In the data below, find each line that contains the word "Result" and copy it.

++++++++++++++++++++

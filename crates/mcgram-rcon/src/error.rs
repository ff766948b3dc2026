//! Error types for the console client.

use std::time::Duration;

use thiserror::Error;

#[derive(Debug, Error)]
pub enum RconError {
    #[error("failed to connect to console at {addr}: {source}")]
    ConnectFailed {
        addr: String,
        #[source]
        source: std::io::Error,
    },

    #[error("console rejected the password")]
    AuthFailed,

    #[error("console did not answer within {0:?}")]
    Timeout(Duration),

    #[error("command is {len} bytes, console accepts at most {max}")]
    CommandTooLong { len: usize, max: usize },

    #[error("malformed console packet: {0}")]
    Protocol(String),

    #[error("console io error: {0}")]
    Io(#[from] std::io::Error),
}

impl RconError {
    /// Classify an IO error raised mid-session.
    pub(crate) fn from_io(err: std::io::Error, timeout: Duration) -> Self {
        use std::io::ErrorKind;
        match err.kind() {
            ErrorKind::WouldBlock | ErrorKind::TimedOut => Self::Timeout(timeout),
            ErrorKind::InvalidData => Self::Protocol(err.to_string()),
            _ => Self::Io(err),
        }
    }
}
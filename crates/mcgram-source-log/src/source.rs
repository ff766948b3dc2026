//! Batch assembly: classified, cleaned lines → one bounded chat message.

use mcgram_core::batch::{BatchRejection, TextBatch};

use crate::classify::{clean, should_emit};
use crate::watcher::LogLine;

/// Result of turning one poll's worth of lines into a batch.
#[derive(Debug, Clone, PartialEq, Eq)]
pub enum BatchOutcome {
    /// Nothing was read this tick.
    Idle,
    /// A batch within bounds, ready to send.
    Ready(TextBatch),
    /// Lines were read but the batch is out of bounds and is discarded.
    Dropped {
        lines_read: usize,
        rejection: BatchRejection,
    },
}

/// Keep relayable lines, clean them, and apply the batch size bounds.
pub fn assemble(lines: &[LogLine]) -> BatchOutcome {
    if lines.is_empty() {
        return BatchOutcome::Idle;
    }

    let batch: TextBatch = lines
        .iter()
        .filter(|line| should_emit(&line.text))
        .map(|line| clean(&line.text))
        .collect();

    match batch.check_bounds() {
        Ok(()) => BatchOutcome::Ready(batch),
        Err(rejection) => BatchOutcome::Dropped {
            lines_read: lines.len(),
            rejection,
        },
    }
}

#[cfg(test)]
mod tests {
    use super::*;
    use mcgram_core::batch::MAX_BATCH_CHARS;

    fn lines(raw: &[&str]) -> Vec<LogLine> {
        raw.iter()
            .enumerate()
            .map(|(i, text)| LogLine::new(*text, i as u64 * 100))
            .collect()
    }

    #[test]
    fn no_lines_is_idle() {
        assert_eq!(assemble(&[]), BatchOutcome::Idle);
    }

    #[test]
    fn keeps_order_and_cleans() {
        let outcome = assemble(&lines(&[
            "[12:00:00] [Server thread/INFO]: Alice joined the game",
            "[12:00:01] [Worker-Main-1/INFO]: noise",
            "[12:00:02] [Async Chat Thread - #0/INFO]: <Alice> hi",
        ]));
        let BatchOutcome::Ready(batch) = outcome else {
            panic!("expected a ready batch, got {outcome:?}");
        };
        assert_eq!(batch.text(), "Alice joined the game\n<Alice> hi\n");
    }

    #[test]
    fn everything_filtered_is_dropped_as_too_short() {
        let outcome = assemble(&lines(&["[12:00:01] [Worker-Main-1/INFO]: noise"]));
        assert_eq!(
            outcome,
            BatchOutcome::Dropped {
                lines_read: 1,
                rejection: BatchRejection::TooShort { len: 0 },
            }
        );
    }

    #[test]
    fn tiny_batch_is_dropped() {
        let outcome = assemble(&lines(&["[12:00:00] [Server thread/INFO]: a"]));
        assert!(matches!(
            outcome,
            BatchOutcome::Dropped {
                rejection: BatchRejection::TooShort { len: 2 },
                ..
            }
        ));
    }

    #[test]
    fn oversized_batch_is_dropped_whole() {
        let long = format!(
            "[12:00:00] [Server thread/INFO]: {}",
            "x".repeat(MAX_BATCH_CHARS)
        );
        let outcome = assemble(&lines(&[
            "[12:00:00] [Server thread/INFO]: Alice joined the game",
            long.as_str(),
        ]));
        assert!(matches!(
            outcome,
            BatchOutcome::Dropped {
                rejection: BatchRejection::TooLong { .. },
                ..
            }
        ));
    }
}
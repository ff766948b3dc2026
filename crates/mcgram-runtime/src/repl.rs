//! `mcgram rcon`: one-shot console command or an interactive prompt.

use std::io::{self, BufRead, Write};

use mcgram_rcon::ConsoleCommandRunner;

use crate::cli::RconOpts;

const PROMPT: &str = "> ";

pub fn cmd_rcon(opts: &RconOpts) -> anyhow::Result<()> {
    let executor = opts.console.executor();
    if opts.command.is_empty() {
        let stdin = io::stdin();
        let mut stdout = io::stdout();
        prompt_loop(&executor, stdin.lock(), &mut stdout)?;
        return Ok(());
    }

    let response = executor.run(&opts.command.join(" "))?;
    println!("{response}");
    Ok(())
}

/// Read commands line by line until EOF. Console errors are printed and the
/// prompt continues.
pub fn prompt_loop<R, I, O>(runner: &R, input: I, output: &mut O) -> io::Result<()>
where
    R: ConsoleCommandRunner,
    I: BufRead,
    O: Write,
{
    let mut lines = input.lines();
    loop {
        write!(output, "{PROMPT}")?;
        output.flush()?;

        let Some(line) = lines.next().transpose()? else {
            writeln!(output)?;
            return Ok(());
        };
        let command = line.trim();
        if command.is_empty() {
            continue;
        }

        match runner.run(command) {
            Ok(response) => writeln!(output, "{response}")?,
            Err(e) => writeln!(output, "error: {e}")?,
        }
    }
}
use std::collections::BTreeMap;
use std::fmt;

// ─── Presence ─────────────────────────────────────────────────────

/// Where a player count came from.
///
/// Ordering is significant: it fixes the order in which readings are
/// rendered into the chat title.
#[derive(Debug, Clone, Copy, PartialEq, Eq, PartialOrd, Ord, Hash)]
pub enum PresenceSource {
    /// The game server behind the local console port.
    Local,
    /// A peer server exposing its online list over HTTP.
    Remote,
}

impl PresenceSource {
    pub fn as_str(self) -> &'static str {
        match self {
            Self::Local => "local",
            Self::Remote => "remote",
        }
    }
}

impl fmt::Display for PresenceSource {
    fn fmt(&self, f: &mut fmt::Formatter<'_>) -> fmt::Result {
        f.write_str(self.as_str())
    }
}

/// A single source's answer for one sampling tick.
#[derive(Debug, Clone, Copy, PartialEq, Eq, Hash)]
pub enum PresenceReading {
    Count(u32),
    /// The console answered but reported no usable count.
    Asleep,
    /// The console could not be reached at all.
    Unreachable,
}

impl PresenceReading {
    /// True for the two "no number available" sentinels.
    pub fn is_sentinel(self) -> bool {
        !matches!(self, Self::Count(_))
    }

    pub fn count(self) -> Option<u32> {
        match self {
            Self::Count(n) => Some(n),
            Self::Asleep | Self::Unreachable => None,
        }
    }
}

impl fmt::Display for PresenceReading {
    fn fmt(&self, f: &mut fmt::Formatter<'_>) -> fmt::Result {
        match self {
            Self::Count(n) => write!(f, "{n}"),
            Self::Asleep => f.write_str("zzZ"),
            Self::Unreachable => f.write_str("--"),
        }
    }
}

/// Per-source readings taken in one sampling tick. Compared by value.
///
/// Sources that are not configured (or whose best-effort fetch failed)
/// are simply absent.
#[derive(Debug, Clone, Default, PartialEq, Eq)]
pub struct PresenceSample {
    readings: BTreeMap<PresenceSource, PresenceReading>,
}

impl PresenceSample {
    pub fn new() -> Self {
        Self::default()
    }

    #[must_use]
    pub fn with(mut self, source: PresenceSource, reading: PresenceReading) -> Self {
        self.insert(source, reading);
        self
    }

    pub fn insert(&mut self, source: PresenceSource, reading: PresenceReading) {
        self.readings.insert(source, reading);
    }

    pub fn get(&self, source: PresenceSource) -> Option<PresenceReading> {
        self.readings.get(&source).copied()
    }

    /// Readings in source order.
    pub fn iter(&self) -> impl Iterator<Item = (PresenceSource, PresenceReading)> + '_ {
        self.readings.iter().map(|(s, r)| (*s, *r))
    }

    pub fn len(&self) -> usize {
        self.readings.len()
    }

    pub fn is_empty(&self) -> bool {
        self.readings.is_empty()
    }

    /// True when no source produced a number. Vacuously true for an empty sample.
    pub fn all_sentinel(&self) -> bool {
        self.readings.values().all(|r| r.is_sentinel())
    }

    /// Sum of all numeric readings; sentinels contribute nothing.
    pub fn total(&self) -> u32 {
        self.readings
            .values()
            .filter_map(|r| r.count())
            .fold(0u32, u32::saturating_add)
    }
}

++++++++++++++++++++

TASK ANSWER -
/// Result of turning one poll's worth of lines into a batch.
pub fn cmd_rcon(opts: &RconOpts) -> anyhow::Result<()> {
pub fn prompt_loop<R, I, O>(runner: &R, input: I, output: &mut O) -> io::Result<()>
    fn fmt(&self, f: &mut fmt::Formatter<'_>) -> fmt::Result {
    fn fmt(&self, f: &mut fmt::Formatter<'_>) -> fmt::Result {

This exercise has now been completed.